Through my three different jobs I’ve seen a large number of people come and go between each job and when I really think about it the number one cause is probably the lousy managers.

My first job we went through three managers and two districts in a year and a half. Which may not seem like a lot, but when every couple months you have somebody new trying to change up how everything in the store works you can’t really get set into the way everything is supposed to run before it’s changed, again. The district managers were both actually very good at their jobs. One was really strange, but he knew what he was doing. If the district managers were in the store more I’m sure everything would have been at tip top shape, but 99% of the time we just had the general manger (GM) or no manager.

The GM’s were all slightly different starting with not caring, just being a push over, and then leading to the last that in a way just came in too late to change anything. By the time she became manager all the people that were there before she started were set in their ways and most of the new employees follow their seniors or create their own ways. The store was full of a mess of people all behaving in manners most act like only teenagers have. You could say I was ashamed of my coworkers.

Not only did she come into the game late she didn’t necessarily have the right approach and didn’t like to deal with some. For example: I’m not the type of person to really complain about too much, but one of my coworkers bitched her way into getting anything she wanted. She acted as if she had seniority over everyone there and deserved everything.

When it came down to pleasing the complainer or me, I received the short end of the stick. I dealt with this for almost a year at this job before I began complaining too, but apparently my complaints weren’t as annoying. This was one of the major reasons I left this job.

My second job, which I took because I was offered a shift manager position. At eighteen this was the most exciting thing for me. Never had I pictured myself being in charge in any way.

For those that don’t know, a shift manager job is usually the person running a shift. Usually more than one per store. At the store I was at the shift managers only covered when the general manager wasn’t there. And our manager was there, too often working twelve hour shifts. In my opinion, this is part of what made her a lousy manager. She didn’t trust her shift managers to do their jobs correctly (even though when she was there all she really did was sit on her ass), she didn’t really get sleep leading her to be cranky and rude and disrespectful to her managers and crew and back to mistrust. It was a never ending cycle. Her disrespect towards her staff is probably the major reason people quit. Usually by no call no show. Another was one of the shift managers. She had to be the most immature twenty-four year old I’ve met. She was jealous and determined to get rid of anyone she thought of as a threat.

Both the manager and my fellow shift manager were the major reasons I hated this job. I didn’t feel welcome at my work place to even work. Doing my job was a challenge and toward the end the GM didn’t even gift me any shifts as a manager, just crew and . This job was 30 minutes away from my house and I was spending probably around $100 in gas every week or biweekly. This job wasn’t worth it for me when all this added together.

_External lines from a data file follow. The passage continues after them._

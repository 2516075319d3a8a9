use assert_cmd::Command;
use predicates::prelude::*;
use tempfile::TempDir;

const RECTANGLE_SCRIPT: &str = r#"[
    { "event": "tool", "tool": "rectangle" },
    { "event": "style", "color": "red", "width": 4 },
    { "event": "down", "x": 10, "y": 10 },
    { "event": "move", "x": 50, "y": 40 },
    { "event": "up", "x": 50, "y": 40 },
    { "event": "tool", "tool": "pen" },
    { "event": "down", "x": 5, "y": 55 },
    { "event": "move", "x": 55, "y": 55 },
    { "event": "up", "x": 55, "y": 55 },
    { "event": "undo" },
    { "event": "redo" }
]"#;

fn lumina_cmd(config_home: &TempDir) -> Command {
    let mut cmd = Command::cargo_bin("lumina-draw").expect("binary exists");
    cmd.env("XDG_CONFIG_HOME", config_home.path())
        .env("HOME", config_home.path())
        .env_remove("WAYLAND_DISPLAY");
    cmd
}

#[test]
fn help_prints_about() {
    let temp = TempDir::new().unwrap();
    lumina_cmd(&temp)
        .arg("--help")
        .assert()
        .success()
        .stdout(predicate::str::contains("Raster annotation surface"));
}

#[test]
fn no_script_prints_usage() {
    let temp = TempDir::new().unwrap();
    lumina_cmd(&temp)
        .assert()
        .success()
        .stdout(predicate::str::contains("--script gestures.json"));
}

#[test]
fn script_replay_writes_png() {
    let temp = TempDir::new().unwrap();
    let script = temp.path().join("gestures.json");
    let output = temp.path().join("frame.png");
    std::fs::write(&script, RECTANGLE_SCRIPT).unwrap();

    lumina_cmd(&temp)
        .arg("--script")
        .arg(&script)
        .arg("--output")
        .arg(&output)
        .args(["--width", "64", "--height", "64"])
        .assert()
        .success()
        .stdout(predicate::str::contains("Replayed 11 event(s), history 2/2"));

    let bytes = std::fs::read(&output).unwrap();
    assert_eq!(&bytes[..8], b"\x89PNG\r\n\x1a\n");
}

#[test]
fn async_restore_replay_matches_history() {
    let temp = TempDir::new().unwrap();
    let script = temp.path().join("gestures.json");
    let output = temp.path().join("frame.png");
    std::fs::write(&script, RECTANGLE_SCRIPT).unwrap();

    lumina_cmd(&temp)
        .arg("--script")
        .arg(&script)
        .arg("--output")
        .arg(&output)
        .args(["--width", "64", "--height", "64", "--async-restore"])
        .assert()
        .success()
        .stdout(predicate::str::contains("history 2/2"));
    assert!(output.exists());
}

#[test]
fn malformed_script_fails() {
    let temp = TempDir::new().unwrap();
    let script = temp.path().join("bad.json");
    std::fs::write(&script, r#"[{ "event": "wiggle" }]"#).unwrap();

    lumina_cmd(&temp)
        .arg("--script")
        .arg(&script)
        .arg("--output")
        .arg(temp.path().join("never.png"))
        .assert()
        .failure()
        .stderr(predicate::str::contains("Failed to parse script"));
}

#[test]
fn unknown_background_mode_fails() {
    let temp = TempDir::new().unwrap();
    let script = temp.path().join("empty.json");
    std::fs::write(&script, "[]").unwrap();

    lumina_cmd(&temp)
        .arg("--script")
        .arg(&script)
        .args(["--background", "plaid"])
        .assert()
        .failure()
        .stderr(predicate::str::contains("Invalid --background"));
}

#[test]
fn init_config_writes_once() {
    let temp = TempDir::new().unwrap();
    lumina_cmd(&temp)
        .arg("--init-config")
        .assert()
        .success()
        .stdout(predicate::str::contains("config.toml"));
    assert!(temp.path().join("lumina-draw/config.toml").exists());

    lumina_cmd(&temp)
        .arg("--init-config")
        .assert()
        .failure()
        .stderr(predicate::str::contains("already exists"));
}

#[test]
fn dump_config_schema_prints_json() {
    Command::cargo_bin("dump_config_schema")
        .expect("binary exists")
        .assert()
        .success()
        .stdout(predicate::str::contains("\"properties\""));
}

I’m now at my third and current job and although it is a lot better there are managers disrespectful to their crew. More than there should be, but over all this place treats it’s people better than my first two jobs. So even though the managers can be disrespectful I’ve realized that this seems to be the way things are run in most jobs. Most managers at jobs seem to get full of themselves. I don’t know if it starts when they become a manager or if they are just that full of themselves, but either way.